In observance of World AIDS Day, here we have two excerpts about Jamie Bauer: a member of ACT UP who directly helped shape the organization. Jamie brought the protest tactic of nonviolent civil disobedience to ACT UP, training members who went on to train even more — rippling out to an enormous scale. According to many within the movement, it was nonviolent civil disobedience which largely made ACT UP so successful.
Jamie Bauer had been influenced by Barbara Deming, a feminist lesbian activist and writer who had been involved in the antiwar group the Committee for Nonviolent Action (CNVA), which founded the original Voluntown Peace Trust. Jamie was also active with the Women’s Pentagon Action, which was supported by the War Resisters League (WRL). Because of that connection, Jamie knew WRL staff member David McReynolds, and the two ran a training that influenced ACT UP to use nonviolent tactics. David McReynolds also worked with Barbara Deming in both CNVA and WRL (learn more from Martin Duberman’s book A Saving Remnant: the Radical Lives of Barbara Deming and David McReynolds). By the time Jamie Bauer was getting involved with ACT UP, the CNVA had merged into WRL. The closer one looks, the more direct connections one can see between ACT UP, the antiwar movement, the civil rights movement, and many more of the time.
In 2020, T: The New York Times Style Magazine interviewed 12 veteran activists of ACT UP to tell their experiences in the organization in their own words. Jamie Bauer was one of the members interviewed, and we have shared their words below.
In 2021, a book was published about this period: Let the Record Show: A Political History of ACT UP New York, 1987-1993 by Sarah Schulman. Chapter 16 of the book is about the role of civil disobedience in ACT UP, and Jamie Bauer is a central figure throughout. Below, we share excerpts from the beginning of the chapter (find the source link at the end of this post to find your own copy and read the whole story for yourself).
From “12 People on Joining ACT UP: ‘I Went to That First Meeting and Never Left’” in T: The New York Times Style Magazine
JAMIE BAUER, 61
Joined in 1987
In 1981, I became active in the Women’s Pentagon Action, which is a feminist, anti-militarist group with connections to the War Resisters League (WRL), one of the oldest pacifist organizations in the United States. I was trained in nonviolent civil disobedience: We would discuss a demonstration and really walk through the safety of it to make sure that we weren’t doing anything to intentionally hurt people. When ACT UP started in 1987, some of the organizers of the first meeting reached out to the WRL. David McReynolds, a longtime member, and I dispatched WRL members who understood nonviolent civil disobedience — and that included the two of us, both queer — to go to the ACT UP meeting and do a brief training. After that, I just stuck with it.

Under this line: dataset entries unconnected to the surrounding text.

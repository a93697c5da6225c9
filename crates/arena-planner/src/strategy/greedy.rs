// Copyright (c) 2025 Dimitris Kafetzis
//
// Licensed under the MIT License.
// See LICENSE file in the project root for full license information.
//
// SPDX-License-Identifier: MIT

//! Greedy-by-size planner.
//!
//! Places the largest tensors first, each at the lowest aligned offset that
//! does not collide with an already placed tensor whose lifetime overlaps.
//! Tensors that are never live together end up sharing bytes, so the arena
//! only needs to hold the largest simultaneously-live working set (plus
//! fragmentation).
//!
//! # Memory Model
//!
//! ```text
//! offset ─►  0          480                 4320
//!            ├─ input ──┤                    │      node 0 (conv)
//!            ├──────────┴──── conv out ──────┤      node 0..1
//!            ├─ pool out ┤                          node 1..2  (reuses input bytes)
//! ```
//!
//! # When to use
//! - Default planner: same results as linear, much smaller arena.

use crate::layout::high_water_mark;
use crate::strategy::{check_requests, MemoryPlanner};
use crate::{align_up, ArenaLayout, PlannerError, TensorRequest};

/// Largest-first placement with lifetime-aware reuse.
#[derive(Debug, Clone, Default)]
pub struct GreedyPlanner;

impl GreedyPlanner {
    pub fn new() -> Self {
        Self
    }
}

impl MemoryPlanner for GreedyPlanner {
    fn name(&self) -> &str {
        "greedy"
    }

    fn plan(
        &self,
        requests: &[TensorRequest],
        capacity: usize,
    ) -> Result<ArenaLayout, PlannerError> {
        check_requests(requests)?;

        // Largest first; ties keep request order so layouts are deterministic.
        let mut order: Vec<usize> = (0..requests.len()).collect();
        order.sort_by(|&a, &b| {
            requests[b]
                .size_bytes
                .cmp(&requests[a].size_bytes)
                .then(a.cmp(&b))
        });

        let mut offsets: Vec<Option<usize>> = vec![None; requests.len()];
        for &idx in &order {
            let offset = lowest_fit(idx, requests, &offsets);
            offsets[idx] = Some(offset);
        }

        let offsets: Vec<usize> = offsets.into_iter().map(|o| o.unwrap_or(0)).collect();
        let total = high_water_mark(&offsets, requests);
        if total > capacity {
            return Err(PlannerError::ArenaTooSmall {
                required: total,
                available: capacity,
            });
        }

        let layout = ArenaLayout {
            planner_name: self.name().to_string(),
            offsets,
            total_bytes: total,
            capacity_bytes: capacity,
        };
        layout.validate(requests)?;
        tracing::trace!("{}", layout.summary());
        Ok(layout)
    }
}

/// Finds the lowest aligned offset where `requests[idx]` fits between the
/// already placed tensors it is live alongside.
fn lowest_fit(idx: usize, requests: &[TensorRequest], placed: &[Option<usize>]) -> usize {
    let req = &requests[idx];

    let mut conflicts: Vec<(usize, usize)> = placed
        .iter()
        .zip(requests)
        .filter_map(|(off, other)| off.map(|o| (o, other)))
        .filter(|(_, other)| req.overlaps(other))
        .map(|(o, other)| (o, o + other.size_bytes))
        .collect();
    conflicts.sort_unstable();

    let mut candidate = 0usize;
    for (start, end) in conflicts {
        if candidate + req.size_bytes <= start {
            break;
        }
        candidate = candidate.max(align_up(end));
    }
    candidate
}
// Copyright (c) 2025 Dimitris Kafetzis
//
// Licensed under the MIT License.
// See LICENSE file in the project root for full license information.
//
// SPDX-License-Identifier: MIT

//! RAII scratch arena.
//!
//! A [`ScratchArena`] is the single contiguous region an inference session
//! places every intermediate tensor into. It owns its bytes for the length
//! of one benchmark and hands them back to its [`MemoryPool`] when dropped,
//! on the success path and on every early return alike.

use crate::pool::PoolInner;
use crate::{MemoryBudget, MemoryError, MemoryPool, MemoryRegion};
use std::sync::Arc;
use tensor_core::AlignedBuf;

/// A zero-initialised, 8-byte aligned region carved from a pool.
///
/// ```
/// use memory_manager::{MemoryBudget, MemoryPool, ScratchArena};
///
/// let pool = MemoryPool::external(MemoryBudget::from_kb(8));
/// let mut arena = ScratchArena::acquire(&pool, MemoryBudget::from_kb(2)).unwrap();
/// arena.as_bytes_mut()[0] = 0xAB;
/// assert_eq!(arena.size_bytes(), 2048);
/// arena.release();
/// assert_eq!(pool.allocated_bytes(), 0);
/// ```
pub struct ScratchArena {
    buf: AlignedBuf,
    pool: Arc<PoolInner>,
}

impl ScratchArena {
    /// Acquires `size` bytes from `pool`.
    ///
    /// # Errors
    /// [`MemoryError::OutOfMemory`] when the pool's budget or the host
    /// allocator cannot satisfy the request.
    pub fn acquire(pool: &MemoryPool, size: MemoryBudget) -> Result<Self, MemoryError> {
        let (buf, pool) = pool.reserve(size.as_bytes())?;
        Ok(Self { buf, pool })
    }

    /// Returns the arena size in bytes.
    pub fn size_bytes(&self) -> usize {
        self.buf.len()
    }

    /// Returns the memory class the arena was carved from.
    pub fn region(&self) -> MemoryRegion {
        self.pool.region()
    }

    /// Returns the arena contents.
    pub fn as_bytes(&self) -> &[u8] {
        self.buf.as_bytes()
    }

    /// Returns the arena contents mutably.
    pub fn as_bytes_mut(&mut self) -> &mut [u8] {
        self.buf.as_bytes_mut()
    }

    /// Explicitly returns the arena to its pool.
    ///
    /// Equivalent to dropping it; reads better at call sites that release
    /// at a specific step.
    pub fn release(self) {
        drop(self);
    }
}

impl Drop for ScratchArena {
    fn drop(&mut self) {
        self.pool.release(self.buf.len());
    }
}

impl std::fmt::Debug for ScratchArena {
    fn fmt(&self, f: &mut std::fmt::Formatter<'_>) -> std::fmt::Result {
        f.debug_struct("ScratchArena")
            .field("region", &self.region())
            .field("size_bytes", &self.size_bytes())
            .finish()
    }
}

#[cfg(test)]
mod tests {
    use super::*;

    #[test]
    fn test_acquire_zeroed_and_aligned() {
        let pool = MemoryPool::external(MemoryBudget::from_kb(4));
        let arena = ScratchArena::acquire(&pool, MemoryBudget::from_bytes(1000)).unwrap();
        assert_eq!(arena.size_bytes(), 1000);
        assert!(arena.as_bytes().iter().all(|&b| b == 0));
        assert_eq!(arena.as_bytes().as_ptr() as usize % 8, 0);
        assert_eq!(arena.region(), MemoryRegion::External);
    }

    #[test]
    fn test_drop_returns_bytes() {
        let pool = MemoryPool::external(MemoryBudget::from_kb(4));
        {
            let _a = ScratchArena::acquire(&pool, MemoryBudget::from_kb(1)).unwrap();
            let _b = ScratchArena::acquire(&pool, MemoryBudget::from_kb(2)).unwrap();
            assert_eq!(pool.allocated_bytes(), 3072);
        }
        assert_eq!(pool.allocated_bytes(), 0);
        let stats = pool.stats();
        assert_eq!(stats.acquires, 2);
        assert_eq!(stats.releases, 2);
        assert_eq!(stats.outstanding(), 0);
        assert_eq!(stats.peak_allocated_bytes, 3072);
    }

    #[test]
    fn test_second_arena_exceeds_budget() {
        let pool = MemoryPool::external(MemoryBudget::from_kb(1));
        let first = ScratchArena::acquire(&pool, MemoryBudget::from_bytes(800)).unwrap();
        assert!(ScratchArena::acquire(&pool, MemoryBudget::from_bytes(800)).is_err());
        first.release();
        assert!(ScratchArena::acquire(&pool, MemoryBudget::from_bytes(800)).is_ok());
    }

    #[test]
    fn test_release_on_early_return() {
        fn fails(pool: &MemoryPool) -> Result<(), MemoryError> {
            let _arena = ScratchArena::acquire(pool, MemoryBudget::from_kb(1))?;
            Err(MemoryError::ZeroSizedAllocation)
        }
        let pool = MemoryPool::external(MemoryBudget::from_kb(2));
        assert!(fails(&pool).is_err());
        assert_eq!(pool.allocated_bytes(), 0);
    }

    #[test]
    fn test_arena_outlives_pool_handle() {
        let pool = MemoryPool::external(MemoryBudget::from_kb(1));
        let arena = ScratchArena::acquire(&pool, MemoryBudget::from_bytes(512)).unwrap();
        drop(pool);
        assert_eq!(arena.size_bytes(), 512);
    }
}
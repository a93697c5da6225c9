// Copyright (c) 2025 Dimitris Kafetzis
//
// Licensed under the MIT License.
// See LICENSE file in the project root for full license information.
//
// SPDX-License-Identifier: MIT

//! The [`MemoryPlanner`] trait and planner implementations.

pub mod greedy;
pub mod linear;

use crate::{ArenaLayout, PlannerError, TensorRequest};

/// Trait for arena planners.
///
/// A planner takes the tensors a session needs, with their lifetimes, and
/// the arena capacity, and returns an [`ArenaLayout`] that fits.
///
/// Planners are purely algorithmic (no I/O, no arena access), which keeps
/// them unit-testable and amenable to property-based testing.
pub trait MemoryPlanner: Send + Sync {
    /// Human-readable name of this planner.
    fn name(&self) -> &str;

    /// Places `requests` inside an arena of `capacity` bytes.
    fn plan(&self, requests: &[TensorRequest], capacity: usize)
        -> Result<ArenaLayout, PlannerError>;
}

/// Shared preamble: rejects empty or malformed request lists.
pub(crate) fn check_requests(requests: &[TensorRequest]) -> Result<(), PlannerError> {
    if requests.is_empty() {
        return Err(PlannerError::Empty);
    }
    requests
        .iter()
        .enumerate()
        .try_for_each(|(i, r)| r.check(i))
}
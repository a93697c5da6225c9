// Copyright (c) 2025 Dimitris Kafetzis
//
// Licensed under the MIT License.
// See LICENSE file in the project root for full license information.
//
// SPDX-License-Identifier: MIT

//! Subcommands and the helpers they share.

pub mod export;
pub mod inspect;
pub mod run;

use anyhow::Context;
use model_ir::{ModelBlob, ModelFile};
use runtime::BenchmarkConfig;
use std::path::{Path, PathBuf};
use tracing_subscriber::EnvFilter;

/// Installs the global subscriber. `RUST_LOG` wins over `-v`.
pub fn init_tracing(verbosity: u8) {
    let level = match verbosity {
        0 => "warn",
        1 => "info",
        2 => "debug",
        _ => "trace",
    };
    let filter = EnvFilter::try_from_default_env().unwrap_or_else(|_| EnvFilter::new(level));
    tracing_subscriber::fmt()
        .with_env_filter(filter)
        .with_target(false)
        .with_thread_names(true)
        .init();
}

/// Reads the config file if one was given, otherwise the built-in defaults.
pub fn load_config(path: Option<&Path>) -> anyhow::Result<BenchmarkConfig> {
    match path {
        Some(path) => BenchmarkConfig::from_file(path)
            .with_context(|| format!("failed to load config '{}'", path.display())),
        None => Ok(BenchmarkConfig::default()),
    }
}

/// Model bytes: a memory-mapped file or the built-in model.
pub enum ModelSource {
    File(ModelFile),
    Builtin(ModelBlob),
}

impl ModelSource {
    pub fn open(path: Option<PathBuf>) -> anyhow::Result<Self> {
        match path {
            Some(path) => {
                let file = ModelFile::open(&path)
                    .with_context(|| format!("failed to open model '{}'", path.display()))?;
                Ok(Self::File(file))
            }
            None => {
                tracing::info!("no --model given, using the built-in model");
                Ok(Self::Builtin(runtime::demo::model_blob()?))
            }
        }
    }

    pub fn as_bytes(&self) -> &[u8] {
        match self {
            Self::File(file) => file.as_bytes(),
            Self::Builtin(blob) => blob.as_bytes(),
        }
    }

    pub fn label(&self) -> String {
        match self {
            Self::File(file) => file.path().display().to_string(),
            Self::Builtin(_) => "<built-in har-cnn>".to_string(),
        }
    }
}

/// Decodes a raw little-endian f32 file.
pub fn read_f32_file(path: &Path) -> anyhow::Result<Vec<f32>> {
    let bytes =
        std::fs::read(path).with_context(|| format!("failed to read input '{}'", path.display()))?;
    decode_f32_le(&bytes).with_context(|| format!("bad input file '{}'", path.display()))
}

fn decode_f32_le(bytes: &[u8]) -> anyhow::Result<Vec<f32>> {
    if bytes.len() % 4 != 0 {
        anyhow::bail!("{} bytes is not a whole number of f32 values", bytes.len());
    }
    Ok(bytes
        .chunks_exact(4)
        .map(|c| f32::from_le_bytes([c[0], c[1], c[2], c[3]]))
        .collect())
}

/// Encodes values as raw little-endian f32.
pub fn encode_f32_le(values: &[f32]) -> Vec<u8> {
    values.iter().flat_map(|v| v.to_le_bytes()).collect()
}
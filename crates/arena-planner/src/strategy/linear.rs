// Copyright (c) 2025 Dimitris Kafetzis
//
// Licensed under the MIT License.
// See LICENSE file in the project root for full license information.
//
// SPDX-License-Identifier: MIT

//! Linear (bump) planner.
//!
//! Every tensor gets its own bytes, one after another, regardless of
//! lifetime. The arena must hold the sum of all tensors.
//!
//! # When to use
//! - Debugging: no two tensors ever alias, so a stale read shows up as
//!   wrong values rather than corrupted neighbours.
//! - Baseline for measuring what the greedy planner saves.

use crate::layout::high_water_mark;
use crate::strategy::{check_requests, MemoryPlanner};
use crate::{align_up, ArenaLayout, PlannerError, TensorRequest};

/// One slot per tensor, no reuse.
#[derive(Debug, Clone, Default)]
pub struct LinearPlanner;

impl LinearPlanner {
    pub fn new() -> Self {
        Self
    }
}

impl MemoryPlanner for LinearPlanner {
    fn name(&self) -> &str {
        "linear"
    }

    fn plan(
        &self,
        requests: &[TensorRequest],
        capacity: usize,
    ) -> Result<ArenaLayout, PlannerError> {
        check_requests(requests)?;

        let mut cursor = 0usize;
        let mut offsets = Vec::with_capacity(requests.len());
        for req in requests {
            offsets.push(cursor);
            cursor = align_up(cursor + req.size_bytes);
        }

        let total = high_water_mark(&offsets, requests);
        if total > capacity {
            return Err(PlannerError::ArenaTooSmall {
                required: total,
                available: capacity,
            });
        }

        let layout = ArenaLayout {
            planner_name: self.name().to_string(),
            offsets,
            total_bytes: total,
            capacity_bytes: capacity,
        };
        layout.validate(requests)?;
        Ok(layout)
    }
}

#[cfg(test)]
mod tests {
    use super::*;

    #[test]
    fn test_linear_packs_in_order() {
        let reqs = [
            TensorRequest::new(480, 0, 0),
            TensorRequest::new(3840, 0, 1),
            TensorRequest::new(20, 1, 2),
        ];
        let layout = LinearPlanner::new().plan(&reqs, 8192).unwrap();
        assert_eq!(layout.offsets, vec![0, 480, 4320]);
        assert_eq!(layout.total_bytes, 4352);
    }

    #[test]
    fn test_linear_aligns_offsets() {
        let reqs = [TensorRequest::new(5, 0, 0), TensorRequest::new(5, 1, 1)];
        let layout = LinearPlanner::new().plan(&reqs, 64).unwrap();
        assert_eq!(layout.offsets, vec![0, 16]);
        assert_eq!(layout.total_bytes, 32);
    }

    #[test]
    fn test_linear_too_small() {
        let reqs = [TensorRequest::new(64, 0, 0), TensorRequest::new(64, 1, 1)];
        assert_eq!(
            LinearPlanner::new().plan(&reqs, 100),
            Err(PlannerError::ArenaTooSmall {
                required: 128,
                available: 100
            })
        );
    }

    #[test]
    fn test_linear_empty() {
        assert_eq!(LinearPlanner::new().plan(&[], 64), Err(PlannerError::Empty));
    }
}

As a pacifist, for me, it was always about acknowledging your anger and channeling it into something productive — and, of course, with people dying, there was so much anger. Although ACT UP did not take a vow of nonviolence, we had a series of principles that were built upon that; we had very clearly drawn lines. For me, the biggest struggle was working with people to make sure that we didn’t overstep those boundaries, that we didn’t turn into the Weathermen [the ’60s and ’70s-era radical faction of the left-wing Students for a Democratic Society], that we didn’t bomb buildings — which, in a time of desperation, when you’re watching all your friends die, would have been an easy direction for us to go in.
From Chapter 16: The Culture and Subculture of Civil Disobedience in Let the Record Show: A Political History of ACT UP New York, 1987-1993 by Sarah Schulman
The most influential cohering experience in values inside ACT UP that almost everyone shared was civil disobedience training, and thousands of people experienced it together. Although based in an applied practice with tips and guidelines, all of the instructions were rooted in a very articulate and deep ethical belief system about community. The trainers became a moral center of this culture, profoundly influential on the movement as a whole, and specifically consequential on the individuals who shared this preparation and subsequent experience of nonviolent defiance.
Jamie Bauer grew up in Stuyvesant Town, in Manhattan. Their father was a salesman, and their mother was a homemaker. After Hunter High School they went to MIT to study civil engineering, architecture, and urban planning, and earned a master’s in transportation, which had a one-in-eight women-to-men ratio. Jamie found the program to be not very intellectual. “Rigorous, but not very interesting.” Although there was a small gay student union at the school, it was all men. On the other hand, MIT was in Boston, which had a huge lesbian community. And so Jamie came out pretty quickly and start making some connections into the mixed gay movement and into the lesbian movement, the two of which were still somewhat separate at that point. In 1981, they returned to New York to work for the MTA, eventually as director of subway schedules. About two decades after their time in ACT UP, Jamie started to live as nonbinary.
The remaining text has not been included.